FOR THOSE WITH ACCESS TO IT, THE ENVIRONS OF Yongbyon, home to North Korea's main nuclear complex, can be a lovely place to visit. The country's founder, Kim Il Sung, so adored the region's azaleas and autumn foliage that he built a vacation home there, on a mountain overlooking the clear blue waters of the river near Yongbyon. Late last month Yongbyon was the site of a party of sorts, thrown by 100 North Korean officials and attended by the two U.N. weapons inspectors assigned to monitor the complex for signs that North Korea is trying to restart its nuclear-weapons program.

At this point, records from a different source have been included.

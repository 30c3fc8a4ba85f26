//! Final renumbering and emission boundary (`spec.md` §4.10, §6).
//!
//! The driver reserves address 1 for a leading sentinel `NOP` and the
//! address one past the last instruction for a trailing sentinel `NOP`
//! (§6: "First emitted instruction is `instr 1: nop`. Last emitted is a
//! trailing `nop`..."); both sentinels are emitted by `backend::threeac`,
//! not materialized as `Instruction`s here. Between them, every function is
//! numbered in program order: `ENTRYPC` (if `main`), then `ENTER`, then
//! every live (non-NOP) block instruction in block order, skipping NOPs
//! entirely. Each block's display name becomes its first live
//! instruction's new name.

use crate::ir::{Function, Program};

/// Renumbers every function in `program`. Returns `(leading_nop_name,
/// trailing_nop_name)` for the backend to print as the bracketing `NOP`s.
pub fn renumber_program(program: &mut Program) -> (i64, i64) {
    let leading_nop_name = 1;
    let mut next = leading_nop_name + 1;
    for &func_id in &program.funcs.clone() {
        next = renumber_function(program.func_mut(func_id), next);
    }
    log::debug!("renumbered program: leading nop at {leading_nop_name}, trailing nop at {next}");
    (leading_nop_name, next)
}

/// Numbers one function's `ENTRYPC`/`ENTER` markers and live block
/// instructions starting at `start`. Returns the next free address.
fn renumber_function(func: &mut Function, start: i64) -> i64 {
    let mut next = start;
    if func.is_main {
        func.entrypc_name = Some(next);
        next += 1;
    } else {
        func.entrypc_name = None;
    }
    func.enter_name = next;
    next += 1;

    let order: Vec<crate::ir::BlockID> = func.order_iter().collect();
    for b in order {
        let mut block_name: Option<i64> = None;
        for &inst_id in &func.block(b).insts.clone() {
            if func.inst(inst_id).is_nop() {
                continue;
            }
            func.inst_mut(inst_id).name = next;
            block_name.get_or_insert(next);
            next += 1;
        }
        if let Some(name) = block_name {
            func.block_mut(b).name = name;
        }
    }
    log::debug!("renumbered function entering at {start}, ending before {next}");
    next
}

#[cfg(test)]
mod tests {
    use super::*;
    use crate::ir::{Instruction, Opcode, Operand};

    #[test]
    fn degenerate_main_matches_the_documented_scenario() {
        let mut program = Program::new();
        let mut func = Function::new(0, 0, true);
        let b = func.alloc_block();
        func.entry = b;
        func.blocks = vec![b];
        let ret = func.alloc_inst(Instruction::new(-1, Opcode::Ret, [Operand::const_value(0)]));
        func.block_mut(b).insts = vec![ret];
        let func_id = program.alloc_func(func);

        let (leading, trailing) = renumber_program(&mut program);
        assert_eq!(leading, 1);
        let f = program.func(func_id);
        assert_eq!(f.entrypc_name, Some(2));
        assert_eq!(f.enter_name, 3);
        assert_eq!(f.inst(ret).name, 4);
        assert_eq!(trailing, 5);
    }

    #[test]
    fn nops_are_skipped_and_block_name_is_its_first_live_instruction() {
        let mut program = Program::new();
        let mut func = Function::new(0, 0, false);
        let b = func.alloc_block();
        func.entry = b;
        func.blocks = vec![b];
        let nop = func.alloc_inst(Instruction::new(-1, Opcode::Nop, []));
        let live = func.alloc_inst(Instruction::new(-1, Opcode::Ret, [Operand::const_value(0)]));
        func.block_mut(b).insts = vec![nop, live];
        let func_id = program.alloc_func(func);

        renumber_program(&mut program);
        let f = program.func(func_id);
        assert_eq!(f.entrypc_name, None);
        assert_eq!(f.inst(live).name, f.enter_name + 1);
        assert_eq!(f.block(b).name, f.inst(live).name);
    }
}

In full view of the inspectors, the North Korean officials cut dozens of seals from a 5-megawatt nuclear reactor--reopening it for the first time in nearly a decade--and covered over U.N. surveillance cameras fixed to the walls of the plant. When they finished the task, the hosts celebrated with a round of beers.
They were just getting started. The next day, North Korean scientists began removing seals and surveillance cameras from a cooling pond where spent fuel rods had been lying untouched. They reopened a nearby facility designed to extract plutonium, which can be used to fashion nuclear bombs, from the spent fuel. Appearing at the door of the Yongbyon guesthouse accommodating the two U.N. inspectors, a smiling North Korean official read aloud a letter informing them it was time to leave--immediately. The official volunteered that there were in fact two seats on the next Air Koryo flight from Pyongyang to Beijing. The inspectors left with 14 discs of surveillance-video footage and 200 discarded seals.
Thus did the North Korean regime escalate a showdown that began last October, when it confirmed U.S. intelligence reports that it was illegally building a new uranium-enrichment factory--another pathway to the Bomb. The expulsion of the inspectors was the clearest sign yet that Pyongyang is intent on pushing the stand-off to the brink. The head of the International Atomic Energy Agency, Mohamed ElBaradei, lamented that the world now has "no clue" what Pyongyang might try to develop in coming months. In fact, it does have a clue: North Korea, which the CIA believes already has enough fissile material for one or two bombs, is poised to extract enough plutonium from the spent fuel to produce four to eight more within a matter of months. It is unknown whether North Korea has ever actually constructed a nuclear weapon. But given the relative simplicity of making a crude device, some U.S. analysts suspect that it has a bomb, albeit an untested one.
The Bush Administration has done its best to counsel the world not to panic, making daily appeals to give diplomacy a chance. Secretary of State Colin Powell refused even to call the situation a "crisis." But with each new North Korean gambit, that official insouciance sounds more off-key. Seemingly overnight, the U.S. begins the New Year eyeball to eyeball with a paranoid, ruthless regime hell-bent on obtaining nuclear weapons to complement an army the Pentagon rates among the most formidable in the world. And so, despite their stoic miens, White House officials are grasping for some way to yank North Korea back from the precipice and return everyone's focus to that other spoke in the axis of evil, Iraq. "Is it a distraction?" says a White House official. "Yes. It's a serious issue. Does it change what we're doing on Iraq? No."